| Aim of the task |
What lines in this listing contain the string "Send"? Report each one by copying it.

| Listed entries |
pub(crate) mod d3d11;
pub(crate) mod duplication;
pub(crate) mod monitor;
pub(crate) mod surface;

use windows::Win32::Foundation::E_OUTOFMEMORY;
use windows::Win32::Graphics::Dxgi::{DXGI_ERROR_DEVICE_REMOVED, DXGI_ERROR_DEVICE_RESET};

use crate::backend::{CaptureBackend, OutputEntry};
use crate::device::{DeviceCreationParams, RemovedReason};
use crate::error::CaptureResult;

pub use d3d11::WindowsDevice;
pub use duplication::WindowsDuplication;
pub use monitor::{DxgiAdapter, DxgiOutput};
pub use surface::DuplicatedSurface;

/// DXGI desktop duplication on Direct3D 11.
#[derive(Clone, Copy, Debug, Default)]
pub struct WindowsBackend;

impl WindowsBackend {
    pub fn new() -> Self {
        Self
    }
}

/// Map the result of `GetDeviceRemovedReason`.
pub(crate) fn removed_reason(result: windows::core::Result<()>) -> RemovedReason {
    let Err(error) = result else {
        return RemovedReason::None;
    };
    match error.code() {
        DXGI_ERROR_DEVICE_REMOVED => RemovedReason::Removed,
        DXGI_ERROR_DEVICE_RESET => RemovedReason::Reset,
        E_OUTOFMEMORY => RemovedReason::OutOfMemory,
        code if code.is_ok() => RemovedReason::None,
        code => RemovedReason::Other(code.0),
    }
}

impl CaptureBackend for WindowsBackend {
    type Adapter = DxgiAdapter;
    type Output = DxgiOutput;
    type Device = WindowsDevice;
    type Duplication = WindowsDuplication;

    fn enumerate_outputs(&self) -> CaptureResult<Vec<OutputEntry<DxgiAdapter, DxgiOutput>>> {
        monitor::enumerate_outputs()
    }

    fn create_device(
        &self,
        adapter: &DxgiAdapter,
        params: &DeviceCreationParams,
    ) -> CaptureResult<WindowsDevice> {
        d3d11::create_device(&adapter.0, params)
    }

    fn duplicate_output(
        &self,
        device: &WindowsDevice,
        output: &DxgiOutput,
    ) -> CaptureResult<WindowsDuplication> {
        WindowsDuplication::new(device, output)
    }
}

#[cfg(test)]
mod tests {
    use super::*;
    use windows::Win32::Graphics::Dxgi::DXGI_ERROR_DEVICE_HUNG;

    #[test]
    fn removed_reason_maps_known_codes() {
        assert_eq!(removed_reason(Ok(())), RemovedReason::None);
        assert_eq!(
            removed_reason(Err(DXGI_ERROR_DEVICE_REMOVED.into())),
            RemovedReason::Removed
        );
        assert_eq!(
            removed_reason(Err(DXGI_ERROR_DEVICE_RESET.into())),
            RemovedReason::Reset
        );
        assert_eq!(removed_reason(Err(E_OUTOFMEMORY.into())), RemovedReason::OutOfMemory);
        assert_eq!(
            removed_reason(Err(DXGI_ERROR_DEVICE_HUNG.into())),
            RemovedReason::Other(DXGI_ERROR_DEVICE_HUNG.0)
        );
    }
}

---

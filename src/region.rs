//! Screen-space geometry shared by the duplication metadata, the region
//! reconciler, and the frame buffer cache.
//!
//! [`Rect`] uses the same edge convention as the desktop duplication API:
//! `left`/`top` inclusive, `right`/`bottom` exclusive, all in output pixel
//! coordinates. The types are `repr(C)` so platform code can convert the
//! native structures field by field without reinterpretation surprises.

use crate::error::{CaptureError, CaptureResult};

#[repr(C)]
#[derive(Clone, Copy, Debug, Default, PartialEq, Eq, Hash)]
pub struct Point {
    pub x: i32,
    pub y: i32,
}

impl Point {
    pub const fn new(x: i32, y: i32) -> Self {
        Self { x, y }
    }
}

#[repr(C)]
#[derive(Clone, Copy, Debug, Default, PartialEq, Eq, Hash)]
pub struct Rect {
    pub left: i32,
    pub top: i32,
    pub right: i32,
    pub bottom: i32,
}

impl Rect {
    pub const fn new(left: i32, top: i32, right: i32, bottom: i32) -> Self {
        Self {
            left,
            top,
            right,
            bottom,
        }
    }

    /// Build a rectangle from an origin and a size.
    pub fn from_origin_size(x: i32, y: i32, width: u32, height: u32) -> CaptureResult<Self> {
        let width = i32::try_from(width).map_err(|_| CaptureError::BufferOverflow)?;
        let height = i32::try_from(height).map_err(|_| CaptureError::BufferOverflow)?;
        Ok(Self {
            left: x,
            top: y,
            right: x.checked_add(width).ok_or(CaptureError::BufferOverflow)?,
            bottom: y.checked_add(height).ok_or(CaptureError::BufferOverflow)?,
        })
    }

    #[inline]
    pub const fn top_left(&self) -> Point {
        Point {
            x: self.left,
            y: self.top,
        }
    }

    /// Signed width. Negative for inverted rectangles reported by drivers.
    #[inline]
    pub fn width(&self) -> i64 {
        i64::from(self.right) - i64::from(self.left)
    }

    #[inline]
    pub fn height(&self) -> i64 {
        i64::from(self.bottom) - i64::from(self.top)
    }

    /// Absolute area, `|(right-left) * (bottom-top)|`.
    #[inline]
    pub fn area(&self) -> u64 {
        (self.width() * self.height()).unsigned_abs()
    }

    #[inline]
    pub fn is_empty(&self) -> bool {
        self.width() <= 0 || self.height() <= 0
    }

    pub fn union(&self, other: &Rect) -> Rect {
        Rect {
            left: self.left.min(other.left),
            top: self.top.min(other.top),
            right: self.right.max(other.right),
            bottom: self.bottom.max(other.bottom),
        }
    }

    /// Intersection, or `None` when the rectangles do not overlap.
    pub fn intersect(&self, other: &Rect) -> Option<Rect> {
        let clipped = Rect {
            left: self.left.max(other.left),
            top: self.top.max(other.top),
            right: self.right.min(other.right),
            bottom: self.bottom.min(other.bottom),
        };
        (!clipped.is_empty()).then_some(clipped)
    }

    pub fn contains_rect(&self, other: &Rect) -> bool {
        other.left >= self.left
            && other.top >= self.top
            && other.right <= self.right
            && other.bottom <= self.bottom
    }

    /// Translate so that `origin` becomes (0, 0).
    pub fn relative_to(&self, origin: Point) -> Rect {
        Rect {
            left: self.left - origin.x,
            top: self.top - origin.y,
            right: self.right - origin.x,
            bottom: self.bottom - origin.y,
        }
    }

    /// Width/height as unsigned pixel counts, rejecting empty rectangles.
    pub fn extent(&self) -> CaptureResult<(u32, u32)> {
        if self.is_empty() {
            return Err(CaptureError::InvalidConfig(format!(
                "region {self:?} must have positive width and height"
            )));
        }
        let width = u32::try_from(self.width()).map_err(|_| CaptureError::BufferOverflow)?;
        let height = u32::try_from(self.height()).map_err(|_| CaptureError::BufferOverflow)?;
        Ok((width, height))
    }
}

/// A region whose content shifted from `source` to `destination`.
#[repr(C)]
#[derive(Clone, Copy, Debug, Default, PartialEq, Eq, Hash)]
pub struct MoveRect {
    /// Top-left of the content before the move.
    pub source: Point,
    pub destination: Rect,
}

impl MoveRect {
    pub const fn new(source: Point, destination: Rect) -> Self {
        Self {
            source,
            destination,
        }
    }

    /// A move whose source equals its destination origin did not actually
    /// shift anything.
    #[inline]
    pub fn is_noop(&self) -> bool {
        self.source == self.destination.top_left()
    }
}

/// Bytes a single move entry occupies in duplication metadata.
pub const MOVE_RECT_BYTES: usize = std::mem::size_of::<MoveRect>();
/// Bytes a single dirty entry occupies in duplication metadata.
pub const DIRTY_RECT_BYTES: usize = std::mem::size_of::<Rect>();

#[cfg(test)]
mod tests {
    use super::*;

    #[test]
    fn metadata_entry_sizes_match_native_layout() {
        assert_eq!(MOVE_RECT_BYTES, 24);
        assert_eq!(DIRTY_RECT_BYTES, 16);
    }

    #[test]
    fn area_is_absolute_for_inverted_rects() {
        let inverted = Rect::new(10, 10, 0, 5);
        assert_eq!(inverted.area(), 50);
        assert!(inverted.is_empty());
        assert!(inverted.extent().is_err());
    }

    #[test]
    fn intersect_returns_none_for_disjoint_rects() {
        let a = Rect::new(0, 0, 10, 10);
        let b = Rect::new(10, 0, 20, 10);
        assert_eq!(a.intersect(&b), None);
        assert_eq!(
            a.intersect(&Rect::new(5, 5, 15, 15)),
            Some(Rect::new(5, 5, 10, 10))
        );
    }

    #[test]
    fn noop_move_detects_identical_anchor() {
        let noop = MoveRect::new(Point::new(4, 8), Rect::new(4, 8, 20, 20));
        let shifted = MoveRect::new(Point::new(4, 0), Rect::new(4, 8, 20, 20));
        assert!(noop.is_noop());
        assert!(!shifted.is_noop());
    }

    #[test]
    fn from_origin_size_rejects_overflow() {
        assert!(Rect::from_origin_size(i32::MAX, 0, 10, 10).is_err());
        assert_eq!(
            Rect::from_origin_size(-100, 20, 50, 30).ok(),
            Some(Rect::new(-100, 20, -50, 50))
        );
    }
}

==

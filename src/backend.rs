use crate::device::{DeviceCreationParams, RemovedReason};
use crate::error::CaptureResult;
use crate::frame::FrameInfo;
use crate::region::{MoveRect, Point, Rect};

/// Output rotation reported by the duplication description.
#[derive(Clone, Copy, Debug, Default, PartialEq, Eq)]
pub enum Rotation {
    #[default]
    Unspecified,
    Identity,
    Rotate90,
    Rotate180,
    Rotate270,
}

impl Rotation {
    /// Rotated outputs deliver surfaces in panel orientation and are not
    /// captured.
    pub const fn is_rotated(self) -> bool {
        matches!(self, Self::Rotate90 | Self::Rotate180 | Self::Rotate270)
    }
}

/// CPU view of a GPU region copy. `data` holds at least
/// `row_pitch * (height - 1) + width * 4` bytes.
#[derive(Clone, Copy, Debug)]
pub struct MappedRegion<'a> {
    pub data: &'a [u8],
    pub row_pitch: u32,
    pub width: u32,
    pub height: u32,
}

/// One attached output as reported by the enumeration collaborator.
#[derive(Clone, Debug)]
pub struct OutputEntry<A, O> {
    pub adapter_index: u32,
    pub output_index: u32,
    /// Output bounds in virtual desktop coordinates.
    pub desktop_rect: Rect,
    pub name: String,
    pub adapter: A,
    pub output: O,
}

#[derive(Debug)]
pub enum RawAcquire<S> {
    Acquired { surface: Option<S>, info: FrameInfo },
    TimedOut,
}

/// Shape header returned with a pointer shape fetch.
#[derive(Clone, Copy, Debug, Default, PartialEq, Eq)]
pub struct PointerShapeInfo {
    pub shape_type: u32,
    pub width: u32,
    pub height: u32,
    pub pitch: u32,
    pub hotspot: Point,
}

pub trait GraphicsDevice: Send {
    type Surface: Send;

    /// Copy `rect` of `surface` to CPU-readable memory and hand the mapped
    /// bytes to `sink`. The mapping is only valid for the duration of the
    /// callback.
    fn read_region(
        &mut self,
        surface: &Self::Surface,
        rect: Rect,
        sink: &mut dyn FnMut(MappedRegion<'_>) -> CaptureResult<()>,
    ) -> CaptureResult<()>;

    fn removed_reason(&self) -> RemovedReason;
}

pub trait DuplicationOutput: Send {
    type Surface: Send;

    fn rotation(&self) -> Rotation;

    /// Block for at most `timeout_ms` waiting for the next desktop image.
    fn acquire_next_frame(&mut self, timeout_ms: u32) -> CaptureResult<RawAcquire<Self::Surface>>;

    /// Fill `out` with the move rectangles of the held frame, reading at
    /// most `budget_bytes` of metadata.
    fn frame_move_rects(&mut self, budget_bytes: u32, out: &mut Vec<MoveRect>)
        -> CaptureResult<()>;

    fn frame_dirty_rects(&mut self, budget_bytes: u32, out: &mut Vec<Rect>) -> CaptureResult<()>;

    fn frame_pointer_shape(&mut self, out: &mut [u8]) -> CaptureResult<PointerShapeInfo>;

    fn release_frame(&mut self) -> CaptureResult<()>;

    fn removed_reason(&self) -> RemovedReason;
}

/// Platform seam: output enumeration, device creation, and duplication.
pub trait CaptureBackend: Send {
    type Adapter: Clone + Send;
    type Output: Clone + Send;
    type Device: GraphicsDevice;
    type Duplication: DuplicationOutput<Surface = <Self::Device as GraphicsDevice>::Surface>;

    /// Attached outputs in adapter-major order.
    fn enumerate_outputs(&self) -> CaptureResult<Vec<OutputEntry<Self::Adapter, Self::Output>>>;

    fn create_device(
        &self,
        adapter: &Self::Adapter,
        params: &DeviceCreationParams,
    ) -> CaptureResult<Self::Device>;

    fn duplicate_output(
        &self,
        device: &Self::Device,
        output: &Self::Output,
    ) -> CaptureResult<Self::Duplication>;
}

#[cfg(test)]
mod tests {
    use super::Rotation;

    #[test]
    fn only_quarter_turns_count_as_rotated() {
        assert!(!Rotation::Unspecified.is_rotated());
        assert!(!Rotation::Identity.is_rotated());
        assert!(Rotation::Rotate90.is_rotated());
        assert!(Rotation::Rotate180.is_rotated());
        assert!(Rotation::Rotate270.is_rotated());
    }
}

| Result of this exercise |
pub trait GraphicsDevice: Send {
    type Surface: Send;
pub trait DuplicationOutput: Send {
    type Surface: Send;
pub trait CaptureBackend: Send {
    type Adapter: Clone + Send;
    type Output: Clone + Send;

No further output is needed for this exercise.